On May 24, 2005, at 4:43 PM, Andi Vajda wrote:

I think there are subtle differences. I would have to check, but I
believe one difference is that with import doing reload() would work as
expected, but not so with from. In other words, doing:

from datetime import datetime
# then sometime later call
reload(datetime)

would be slightly different than:

import datetime.datetime as datetime
# then sometime later call
reload(datetime)

We haven't been rigorous with enforcing the convention though. And I
don't know if we are actually using reload(), or if we are even planning
on using it, or if it would actually be a bad idea to even try use it.

I don't ever use reload, I've never been able to make it work reliably.
Is anybody using reload ?
We hope to use reload in the "Test/Reload Parcels" menu to provide more interactive Chandler development sessions sometime soon. Changing a line of Python code currently requires us to quit and relaunch Chandler. Many bugs could be fixed without the quit/launch cycle simply by editing the file and reloading the new code into the current running Chandler. Getting this to work will require us to change all references to modules that we'd like to be reload-able so they use "import" instead of "from".

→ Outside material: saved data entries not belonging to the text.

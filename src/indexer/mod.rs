// Indexer module
// Turns a document into the active corpus: split, filter, embed, persist, swap


use std::path::Path;
use std::sync::Arc;

use indicatif::{ProgressBar, ProgressStyle};
use serde::Serialize;
use tokio::sync::Mutex;
use tracing::{debug, info, warn};

use crate::database::sqlite::Database;
use crate::database::sqlite::models::NewDocumentChunk;
use crate::embeddings::{ChunkingConfig, Embedder, is_text_chunk, split_into_chunks};
use crate::retrieval::{ChunkStore, Retriever};
use crate::{QaError, Result};

const DEFAULT_EMBED_BATCH_SIZE: usize = 16;

/// Outcome of one ingest
#[derive(Debug, Clone, PartialEq, Eq, Serialize)]
pub struct IngestReport {
    /// Chunks now in the active corpus
    pub chunks: usize,
    /// Characters of extracted text
    pub text_length: usize,
    /// Chunks dropped as too short or non-prose
    pub discarded_chunks: usize,
}

pub struct DocumentIndexer {
    database: Database,
    retriever: Arc<Retriever>,
    embedder: Arc<dyn Embedder>,
    chunking: ChunkingConfig,
    batch_size: usize,
    /// Held while the stored and the active corpus are replaced, so both always
    /// come from the same document
    commit_lock: Mutex<()>,
}

impl DocumentIndexer {
    #[inline]
    pub fn new(
        database: Database,
        retriever: Arc<Retriever>,
        embedder: Arc<dyn Embedder>,
        chunking: ChunkingConfig,
    ) -> Self {
        Self {
            database,
            retriever,
            embedder,
            chunking,
            batch_size: DEFAULT_EMBED_BATCH_SIZE,
            commit_lock: Mutex::new(()),
        }
    }

    /// Number of chunks sent to the embedder per call
    #[inline]
    pub fn with_batch_size(mut self, batch_size: usize) -> Self {
        self.batch_size = batch_size.max(1);
        self
    }

    /// Read a plain-text or markdown file and ingest its contents
    #[inline]
    pub async fn ingest_file(&self, path: &Path) -> Result<IngestReport> {
        info!("Ingesting document {}", path.display());

        let text = tokio::fs::read_to_string(path).await.map_err(|e| {
            QaError::Ingestion(format!("Failed to read {}: {}", path.display(), e))
        })?;

        self.ingest_text(&text).await
    }

    /// Replace the active corpus with the chunks of `text`.
    ///
    /// The chunk database and the in-memory corpus are only touched once every chunk
    /// has been embedded; any earlier failure leaves both as they were.
    #[inline]
    pub async fn ingest_text(&self, text: &str) -> Result<IngestReport> {
        if text.trim().is_empty() {
            warn!("No text extracted from document");
            return Err(QaError::Ingestion(
                "No text extracted from document".to_string(),
            ));
        }

        let raw_chunks = split_into_chunks(text, self.chunking.chunk_size, self.chunking.chunk_overlap);
        let raw_count = raw_chunks.len();
        let chunks: Vec<String> = raw_chunks
            .into_iter()
            .filter(|chunk| is_text_chunk(chunk, self.chunking.min_chunk_chars))
            .collect();
        debug!("Kept {} of {} chunks after filtering", chunks.len(), raw_count);

        if chunks.is_empty() {
            warn!("No valid text chunks found in document after filtering");
            return Err(QaError::Ingestion(
                "No valid text chunks found in document. Please check the document content."
                    .to_string(),
            ));
        }

        let embeddings = self.embed_chunks(&chunks).await?;
        let records: Vec<NewDocumentChunk> = chunks
            .iter()
            .zip(&embeddings)
            .map(|(text, embedding)| NewDocumentChunk::new(text.clone(), embedding.clone()))
            .collect();

        let store = ChunkStore::from_parts(chunks, embeddings)?;
        let count = store.len();
        {
            let _commit = self.commit_lock.lock().await;
            self.database.replace_chunks(&records).await?;
            self.retriever.replace(store).await;
        }

        let report = IngestReport {
            chunks: count,
            text_length: text.chars().count(),
            discarded_chunks: raw_count - count,
        };
        info!(
            "Document processed: {} chunks from {} characters",
            report.chunks, report.text_length
        );
        Ok(report)
    }

    /// Drop the active corpus and every stored chunk
    #[inline]
    pub async fn clear(&self) -> Result<u64> {
        let _commit = self.commit_lock.lock().await;
        let removed = self.database.clear_chunks().await?;
        self.retriever.clear().await;
        info!("Removed {} stored chunks", removed);
        Ok(removed)
    }

    async fn embed_chunks(&self, chunks: &[String]) -> Result<Vec<Vec<f32>>> {
        let bar = if console::user_attended_stderr() {
            ProgressBar::new(chunks.len() as u64).with_style(
                ProgressStyle::with_template("{spinner} [{pos}/{len}] Embedding chunks")
                    .unwrap_or_else(|_| ProgressStyle::default_bar()),
            )
        } else {
            ProgressBar::hidden()
        };

        let mut embeddings = Vec::with_capacity(chunks.len());
        for batch in chunks.chunks(self.batch_size) {
            let embedder = Arc::clone(&self.embedder);
            let batch = batch.to_vec();
            let size = batch.len();

            let batch_embeddings = tokio::task::spawn_blocking(move || embedder.embed_batch(&batch))
                .await
                .map_err(|e| QaError::Other(anyhow::anyhow!("Embedding task failed: {}", e)))??;

            if batch_embeddings.len() != size {
                bar.abandon();
                return Err(QaError::DimensionMismatch(format!(
                    "embedder returned {} vectors for {} chunks",
                    batch_embeddings.len(),
                    size
                )));
            }

            embeddings.extend(batch_embeddings);
            bar.inc(size as u64);
        }

        bar.finish_and_clear();
        Ok(embeddings)
    }
}
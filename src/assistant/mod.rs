// Assistant module
// Question answering over the active corpus, recorded in the chat history


use std::sync::Arc;

use serde::{Deserialize, Serialize};
use serde_json::json;
use tracing::{debug, info};

use crate::config::RetrievalConfig;
use crate::embeddings::Completer;
use crate::retrieval::{RetrievalOutcome, Retriever, ScoredChunk};
use crate::session::{Attributes, ChatHistory, validate_session_id};
use crate::{QaError, Result};

pub const NO_DOCUMENTS_ANSWER: &str = "No documents available. Please upload a document first.";
pub const NO_RELEVANT_PASSAGES_ANSWER: &str =
    "I couldn't find relevant information in the document.";

const EXCERPT_SEPARATOR: &str = "\n---\n";
const TRUNCATION_MARKER: &str = "... [truncated]";

/// Reply to one question
#[derive(Debug, Clone, PartialEq, Serialize, Deserialize)]
pub struct Answer {
    pub answer: String,
    /// Preview of the excerpts the answer was based on, empty for the fixed replies
    pub context: String,
    /// Combined score of the best passage, 0 for the fixed replies
    pub score: f32,
}

impl Answer {
    fn fixed(answer: &str) -> Self {
        Self {
            answer: answer.to_string(),
            context: String::new(),
            score: 0.0,
        }
    }
}

/// Joins retrieval, the completion model and the chat history
pub struct Assistant {
    retriever: Arc<Retriever>,
    history: Arc<ChatHistory>,
    completer: Arc<dyn Completer>,
    settings: RetrievalConfig,
}

impl Assistant {
    #[inline]
    pub fn new(
        retriever: Arc<Retriever>,
        history: Arc<ChatHistory>,
        completer: Arc<dyn Completer>,
        settings: RetrievalConfig,
    ) -> Self {
        Self {
            retriever,
            history,
            completer,
            settings,
        }
    }

    #[inline]
    pub fn retriever(&self) -> &Arc<Retriever> {
        &self.retriever
    }

    #[inline]
    pub fn history(&self) -> &Arc<ChatHistory> {
        &self.history
    }

    /// Answer `question` from the active corpus and record the exchange under
    /// `session_id`.
    ///
    /// An empty corpus or a fully filtered result produce fixed replies rather than
    /// errors. Failures of the embedding or completion backend are returned as
    /// [`QaError::Upstream`] and nothing is recorded.
    #[inline]
    pub async fn ask(&self, session_id: &str, question: &str) -> Result<Answer> {
        validate_session_id(session_id)?;
        info!("Answering question for session {}", session_id);

        let outcome = self
            .retriever
            .retrieve(question, self.settings.answer_params())
            .await?;

        let (answer, document_context) = match outcome {
            RetrievalOutcome::NoDocuments => (Answer::fixed(NO_DOCUMENTS_ANSWER), None),
            RetrievalOutcome::NoRelevantPassages => {
                (Answer::fixed(NO_RELEVANT_PASSAGES_ANSWER), None)
            }
            RetrievalOutcome::Passages(passages) => {
                let answer = self.answer_from(question, &passages).await?;
                let context = document_context(&answer, &passages);
                (answer, Some(context))
            }
        };

        self.history
            .add_exchange(session_id, question, answer.answer.clone(), document_context)
            .await?;

        Ok(answer)
    }

    async fn answer_from(&self, question: &str, passages: &[ScoredChunk]) -> Result<Answer> {
        let context = join_excerpts(passages);
        let prompt = build_prompt(
            &truncate_chars(&context, self.settings.max_context_chars, TRUNCATION_MARKER),
            question,
        );
        debug!(
            "Prompting with {} passages ({} characters)",
            passages.len(),
            prompt.chars().count()
        );

        let completer = Arc::clone(&self.completer);
        let reply = tokio::task::spawn_blocking(move || completer.complete(&prompt))
            .await
            .map_err(|e| QaError::Other(anyhow::anyhow!("Completion task failed: {}", e)))??;

        Ok(Answer {
            answer: reply,
            context: context_preview(&context, self.settings.context_preview_chars),
            score: passages.first().map_or(0.0, |p| p.combined_score),
        })
    }
}

fn document_context(answer: &Answer, passages: &[ScoredChunk]) -> Attributes {
    let mut context = Attributes::new();
    context.insert("context".to_string(), json!(answer.context));
    context.insert("score".to_string(), json!(answer.score));
    context.insert(
        "chunks".to_string(),
        json!(passages.iter().map(|p| p.index).collect::<Vec<_>>()),
    );
    context
}

/// Passage texts in rank order, separated by a horizontal rule
#[inline]
pub fn join_excerpts(passages: &[ScoredChunk]) -> String {
    passages
        .iter()
        .map(|p| p.text.as_str())
        .collect::<Vec<_>>()
        .join(EXCERPT_SEPARATOR)
}

#[inline]
pub fn build_prompt(context: &str, question: &str) -> String {
    format!(
        "You are an AI assistant. Use the following document excerpts to answer the user's question as specifically as possible.\n\nDocument Excerpts:\n{}\n\nUser Question: {}\n\nAnswer:",
        context, question
    )
}

/// The first `max_chars` characters of `context`, followed by `...` when cut
#[inline]
pub fn context_preview(context: &str, max_chars: usize) -> String {
    truncate_chars(context, max_chars, "...")
}

fn truncate_chars(text: &str, max_chars: usize, marker: &str) -> String {
    if text.chars().count() <= max_chars {
        return text.to_string();
    }

    let mut truncated: String = text.chars().take(max_chars).collect();
    truncated.push_str(marker);
    truncated
}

Are there other good reasons to use "import" rather than "from"? Yes; Alex Martelli recommends using "import"! See the paragraph in the middle of page 120 of the Python in a Nutshell book for specifics. My understanding, based on reading his sections on "from" and "import" is this: Using "import" brings the module into the system, where it can be shared by multiple client modules, so the loading is only done once (until you reload). Using "from" brings selected attributes into your module's global data space, so you have to load your own copy of those attributes. This may indeed give you faster lookup, as Andi said previously, but at the cost of always loading your own copy. So there's a tradeoff, hence we don't have a hard and fast rule about not using "from". Just don't ever use "from module import *" form in Chandler source code because that can cause all kinds of problems.